# [GOAL OF THE EXERCISE]
Give back exactly the lines from the one holding "echo the input." to the last line of the entries, both included, and nothing more.
---------- RECORD EXCERPTS
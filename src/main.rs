use linkrelay::{config, server};
use tracing_subscriber::EnvFilter;

#[tokio::main]
async fn main() -> anyhow::Result<()> {
    dotenvy::dotenv().ok();

    let config = config::load_from_env()?;
    init_tracing(&config.log_level, &config.log_format);
    config.print_summary();

    server::run(config).await
}

fn init_tracing(log_level: &str, log_format: &str) {
    let filter = EnvFilter::try_from_default_env().unwrap_or_else(|_| EnvFilter::new(log_level));
    let subscriber = tracing_subscriber::fmt().with_env_filter(filter);

    if log_format.eq_ignore_ascii_case("json") {
        subscriber.json().init();
    } else {
        subscriber.init();
    }
}
//! Link store implementations.
//!
//! - [`PgLinkRepository`] - PostgreSQL via SQLx, the production store
//! - [`InMemoryLinkRepository`] - process-local store for tests and local runs

pub mod memory_link_repository;
pub mod pg_link_repository;

pub use memory_link_repository::InMemoryLinkRepository;
pub use pg_link_repository::PgLinkRepository;
//! Request-path error type and its HTTP mapping.
//!
//! Only errors that affect the requester's correctness live here. Telemetry
//! failures are recovered inside the click pipeline and never become an
//! [`AppError`].

use axum::{
    Json,
    http::StatusCode,
    response::{IntoResponse, Response},
};
use serde::Serialize;
use serde_json::{Value, json};
use thiserror::Error;

use crate::domain::codec::CodecError;

#[derive(Serialize)]
struct ErrorBody {
    error: ErrorInfo,
}

/// Machine-readable error payload returned to API clients.
#[derive(Debug, Serialize)]
pub struct ErrorInfo {
    pub code: &'static str,
    pub message: String,
    pub details: Value,
}

#[derive(Debug, Error)]
pub enum AppError {
    /// Malformed input (missing or invalid `longUrl`, bad custom code characters).
    #[error("{message}")]
    Validation { message: String, details: Value },

    #[error("Custom short code exceeds maximum length of {max}")]
    CodeTooLong { max: usize, actual: usize },

    #[error("Custom URL is already taken.")]
    CodeAlreadyTaken { code: String },

    #[error("{message}")]
    NotFound { message: String, details: Value },

    #[error(transparent)]
    Codec(#[from] CodecError),

    #[error("{message}")]
    Internal { message: String, details: Value },
}

impl AppError {
    pub fn validation(message: impl Into<String>, details: Value) -> Self {
        Self::Validation {
            message: message.into(),
            details,
        }
    }

    pub fn not_found(message: impl Into<String>, details: Value) -> Self {
        Self::NotFound {
            message: message.into(),
            details,
        }
    }

    pub fn code_taken(code: impl Into<String>) -> Self {
        Self::CodeAlreadyTaken { code: code.into() }
    }

    pub fn internal(message: impl Into<String>, details: Value) -> Self {
        Self::Internal {
            message: message.into(),
            details,
        }
    }

    /// HTTP status this error is surfaced with.
    pub fn status_code(&self) -> StatusCode {
        match self {
            AppError::Validation { .. } => StatusCode::UNPROCESSABLE_ENTITY,
            AppError::CodeTooLong { .. } => StatusCode::BAD_REQUEST,
            AppError::CodeAlreadyTaken { .. } => StatusCode::CONFLICT,
            AppError::NotFound { .. } => StatusCode::NOT_FOUND,
            AppError::Codec(_) | AppError::Internal { .. } => StatusCode::INTERNAL_SERVER_ERROR,
        }
    }

    /// Converts the error into its serializable payload.
    pub fn to_error_info(&self) -> ErrorInfo {
        let (code, details) = match self {
            AppError::Validation { details, .. } => ("validation_error", details.clone()),
            AppError::CodeTooLong { max, actual } => (
                "code_too_long",
                json!({ "max_length": max, "provided_length": actual }),
            ),
            AppError::CodeAlreadyTaken { code } => ("code_taken", json!({ "code": code })),
            AppError::NotFound { details, .. } => ("not_found", details.clone()),
            AppError::Codec(_) => ("internal_error", json!({})),
            AppError::Internal { details, .. } => ("internal_error", details.clone()),
        };

        let message = match self {
            // Codec failures on stored data are internal; do not echo the input.
            AppError::Codec(_) => "Internal error".to_string(),
            other => other.to_string(),
        };

        ErrorInfo {
            code,
            message,
            details,
        }
    }
}

impl IntoResponse for AppError {
    fn into_response(self) -> Response {
        let status = self.status_code();

        if status.is_server_error() {
            tracing::error!(error = %self, "Request failed");
        }

        let body = ErrorBody {
            error: self.to_error_info(),
        };

        (status, Json(body)).into_response()
    }
}

impl From<sqlx::Error> for AppError {
    fn from(e: sqlx::Error) -> Self {
        tracing::error!("Database error: {}", e);
        AppError::internal("Database error", json!({}))
    }
}

impl From<validator::ValidationErrors> for AppError {
    fn from(errors: validator::ValidationErrors) -> Self {
        let details = serde_json::to_value(&errors).unwrap_or_else(|_| json!({}));
        AppError::validation("Request validation failed", details)
    }
}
--------------------
# [RESULT FOR THIS EXERCISE]
            // Codec failures on stored data are internal; do not echo the input.
            AppError::Codec(_) => "Internal error".to_string(),
            other => other.to_string(),
        };

        ErrorInfo {
            code,
            message,
            details,
        }
    }
}

impl IntoResponse for AppError {
    fn into_response(self) -> Response {
        let status = self.status_code();

        if status.is_server_error() {
            tracing::error!(error = %self, "Request failed");
        }

        let body = ErrorBody {
            error: self.to_error_info(),
        };

        (status, Json(body)).into_response()
    }
}

impl From<sqlx::Error> for AppError {
    fn from(e: sqlx::Error) -> Self {
        tracing::error!("Database error: {}", e);
        AppError::internal("Database error", json!({}))
    }
}

impl From<validator::ValidationErrors> for AppError {
    fn from(errors: validator::ValidationErrors) -> Self {
        let details = serde_json::to_value(&errors).unwrap_or_else(|_| json!({}));
        AppError::validation("Request validation failed", details)
    }
}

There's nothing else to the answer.